At the scene it is revealed that the dead man is Theo Delano and that Wu never showed up to meet with Monroe (Silas Weir Mitchell) and Rosalee. Nick and Hank go to Wu's apartment and find him covered in blood on his bed. Wu wakes up and can't remember what happened at first, he then remembers that he went to confront Theo Delano and that Theo attacked him. Nick tells him Theo is dead and they all go back to the crime scene. They investigate the truck Theo had been in and find a piece of paper with Wu's address on. Nick takes Wu to the spice shop while Hank gets a call from Zuri, who is then revealed to be working with Black Claw. At the spice shop Rosalee makes a drink that will help Wu remember what happened after Theo attacked him, and as he is recounting what happened he transforms again.
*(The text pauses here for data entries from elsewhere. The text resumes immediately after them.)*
//! Live command handler.

use std::sync::atomic::Ordering;
use std::sync::Arc;

use anyhow::Context;
use tracing::info;

use crate::config::Settings;
use crate::exchange::BinanceFuturesClient;
use crate::live::LiveDriver;
use crate::persistence::SqliteStore;

/// Run the live loop for one symbol until Ctrl-C.
pub async fn run_live(
    mut settings: Settings,
    symbol: &str,
    tick_interval_ms: Option<u64>,
) -> anyhow::Result<()> {
    if let Some(interval) = tick_interval_ms {
        settings.live.tick_interval_ms = interval;
    }
    let symbol = symbol.to_uppercase();
    info!(symbol, tick_interval_ms = settings.live.tick_interval_ms, "Starting live driver");

    let store = Arc::new(
        SqliteStore::connect(&Settings::database_url())
            .await
            .context("candle/trade store unavailable")?,
    );
    let feed = Arc::new(BinanceFuturesClient::new()?);

    let driver = LiveDriver::new(settings, feed, store);
    let stop = driver.stop_handle();
    tokio::spawn(async move {
        if tokio::signal::ctrl_c().await.is_ok() {
            info!("Ctrl-C received, stopping after current tick");
            stop.store(true, Ordering::SeqCst);
        }
    });

    driver.run(&symbol).await
}
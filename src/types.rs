//! Common Types Module
//!
//! Shared types used across the codebase to avoid circular dependencies.

use serde::{Deserialize, Serialize};

/// Trade direction for a futures position.
#[derive(Debug, Clone, Copy, PartialEq, Eq, Hash, Serialize, Deserialize)]
pub enum Direction {
    Long,
    Short,
}

impl Direction {
    /// Sign applied to `(exit - entry)` when computing PnL: +1 long, -1 short.
    #[must_use]
    pub fn pnl_sign(&self) -> rust_decimal::Decimal {
        match self {
            Direction::Long => rust_decimal::Decimal::ONE,
            Direction::Short => -rust_decimal::Decimal::ONE,
        }
    }

    /// The opposite direction.
    #[must_use]
    pub fn opposite(&self) -> Self {
        match self {
            Direction::Long => Direction::Short,
            Direction::Short => Direction::Long,
        }
    }
}

impl std::fmt::Display for Direction {
    fn fmt(&self, f: &mut std::fmt::Formatter<'_>) -> std::fmt::Result {
        match self {
            Direction::Long => write!(f, "LONG"),
            Direction::Short => write!(f, "SHORT"),
        }
    }
}

impl std::str::FromStr for Direction {
    type Err = String;

    fn from_str(s: &str) -> Result<Self, Self::Err> {
        match s.to_uppercase().as_str() {
            "LONG" => Ok(Direction::Long),
            "SHORT" => Ok(Direction::Short),
            other => Err(format!("unknown direction: {other}")),
        }
    }
}

/// Order type for signal execution.
#[derive(Debug, Clone, Copy, PartialEq, Eq, Serialize, Deserialize)]
pub enum OrderType {
    Limit,
    Market,
}

impl std::fmt::Display for OrderType {
    fn fmt(&self, f: &mut std::fmt::Formatter<'_>) -> std::fmt::Result {
        match self {
            OrderType::Limit => write!(f, "LIMIT"),
            OrderType::Market => write!(f, "MARKET"),
        }
    }
}

/// Reason a position was closed.
#[derive(Debug, Clone, Copy, PartialEq, Eq, Serialize, Deserialize)]
pub enum ExitReason {
    StopLoss,
    TakeProfit,
    Liquidated,
    ForceClosed,
}

impl ExitReason {
    /// Liquidations and stops cross the spread; take-profits rest on the book.
    #[must_use]
    pub fn is_taker(&self) -> bool {
        matches!(
            self,
            ExitReason::StopLoss | ExitReason::Liquidated | ExitReason::ForceClosed
        )
    }
}

impl std::fmt::Display for ExitReason {
    fn fmt(&self, f: &mut std::fmt::Formatter<'_>) -> std::fmt::Result {
        match self {
            ExitReason::StopLoss => write!(f, "STOP_LOSS"),
            ExitReason::TakeProfit => write!(f, "TAKE_PROFIT"),
            ExitReason::Liquidated => write!(f, "LIQUIDATED"),
            ExitReason::ForceClosed => write!(f, "FORCE_CLOSED"),
        }
    }
}

impl std::str::FromStr for ExitReason {
    type Err = String;

    fn from_str(s: &str) -> Result<Self, Self::Err> {
        match s {
            "STOP_LOSS" => Ok(ExitReason::StopLoss),
            "TAKE_PROFIT" => Ok(ExitReason::TakeProfit),
            "LIQUIDATED" => Ok(ExitReason::Liquidated),
            "FORCE_CLOSED" => Ok(ExitReason::ForceClosed),
            other => Err(format!("unknown exit reason: {other}")),
        }
    }
}
//! Backtest command handler.

use std::fs::{self, File};
use std::io::Write;
use std::path::Path;
use std::sync::Arc;

use anyhow::{bail, Context};
use tracing::info;

use crate::backtest::{BacktestDriver, BacktestReport};
use crate::cli::parse_symbols;
use crate::config::Settings;
use crate::exchange::BinanceFuturesClient;
use crate::persistence::{SqliteStore, TradeStore};

const DAY_MS: i64 = 86_400_000;

/// Run a backtest over the last `days` days for the given symbols and write
/// the results JSON into `output_dir`.
pub async fn run_backtest(
    settings: Settings,
    symbols_raw: &str,
    days: u32,
    output_dir: &str,
) -> anyhow::Result<()> {
    let symbols = parse_symbols(symbols_raw);
    if symbols.is_empty() {
        bail!("no symbols given");
    }
    if days == 0 {
        bail!("days must be >= 1");
    }

    let end_ms = chrono::Utc::now().timestamp_millis();
    // Reach further back so the warm-up does not eat into the tested window.
    let warmup_ms = settings.warmup_bars_5m as i64 * 300_000;
    let start_ms = end_ms - days as i64 * DAY_MS - warmup_ms;

    info!(?symbols, days, "Starting backtest");

    let store = Arc::new(
        SqliteStore::connect(&Settings::database_url())
            .await
            .context("candle/trade store unavailable")?,
    );
    store.clear_trades().await?;
    let feed = Arc::new(BinanceFuturesClient::new()?);

    let driver = BacktestDriver::new(settings, feed, store.clone(), store);
    let report = driver.run(&symbols, start_ms, end_ms).await?;

    print_report(&report);
    write_report(&report, output_dir)?;
    Ok(())
}

fn print_report(report: &BacktestReport) {
    info!("--- Backtest Results ---");
    info!("Initial Balance: {}", report.initial_balance);
    info!("Final Balance:   {}", report.final_balance);
    info!("Net Profit:      {}", report.net_profit);
    info!("ROI:             {}%", report.roi_percent);
    info!("Max Drawdown:    {}%", report.max_drawdown_percent);
    info!("Total Trades:    {}", report.total_trades);
    info!("Win Rate:        {}%", report.win_rate_percent);
    info!("Profit Factor:   {}", report.profit_factor);
    for symbol in &report.per_symbol {
        info!(
            "  {}: trades={} pnl={} win_rate={}%",
            symbol.symbol, symbol.stats.total, symbol.stats.total_pnl, symbol.stats.win_rate
        );
    }
    info!("------------------------");
}

fn write_report(report: &BacktestReport, output_dir: &str) -> anyhow::Result<()> {
    fs::create_dir_all(output_dir)?;
    let path = Path::new(output_dir).join("results.json");
    let mut file = File::create(&path)?;
    file.write_all(serde_json::to_string_pretty(report)?.as_bytes())?;
    info!(path = %path.display(), "Results written");
    Ok(())
}
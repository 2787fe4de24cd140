use clap::Parser;
use dotenv::dotenv;
use tracing::error;
use tracing_subscriber::EnvFilter;

use rangebreak::cli::{Cli, Commands};
use rangebreak::commands;
use rangebreak::config::Settings;

#[tokio::main]
async fn main() {
    dotenv().ok();
    let cli = Cli::parse();

    let filter = EnvFilter::try_from_default_env()
        .unwrap_or_else(|_| EnvFilter::new(format!("rangebreak={}", cli.verbose)));
    tracing_subscriber::fmt().with_env_filter(filter).init();

    let settings = match Settings::load(&cli.config) {
        Ok(settings) => settings,
        Err(err) => {
            error!(%err, "Configuration error");
            std::process::exit(1);
        }
    };

    let result = match cli.command {
        Commands::Backtest {
            symbols,
            days,
            output_dir,
        } => commands::run_backtest(settings, &symbols, days, &output_dir).await,
        Commands::Live {
            symbol,
            tick_interval_ms,
        } => commands::run_live(settings, &symbol, tick_interval_ms).await,
    };

    if let Err(err) = result {
        error!(error = %format!("{err:#}"), "Fatal");
        std::process::exit(1);
    }
}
Rosalee figures out that it might have been caused by the scratch he received when fighting the lycanthrope in a previous episode and that because he's not wesen it's affecting him differently. Wu wakes up and Rosalee explains this to him and that it's triggered by a fight or flight response and that he needs to try and stay calm while they look into it.

Trubel calls and tells them that Theo worked for Black Claw. While she's calling Nick, Eve walks in and says she needs to speak to him. Eve tells him that something's happening with Adalind and they need to go find her straight away. Nick returns to the loft and finds a note from Adalind saying that she's gone, and that she loves him.

==Reception==

===Viewers===
3.76 million people watched this episode, and received a 0.8/3 share in the 18-49 range which was slightly down from the previous week.

===Critical reviews===
Les Chappell of The A.V. Club said "This is a lot more than Reggie Lee’s ever been asked to do as part of the Grimm ensemble, and he rises to the challenge of being more than just comic relief admirably." He gave the show a B rating.

Kathleen Wiedel of TV Fanatic gives a good review stating that she enjoyed the dialogue in this episode between Nick, Hank, and Wu and that "There's a lot to like about Grimm Season 5 Episode 19, which served as a day in the limelight for many Grimmsters' favorite character, the eternally snarky Sgt. Drew Wu."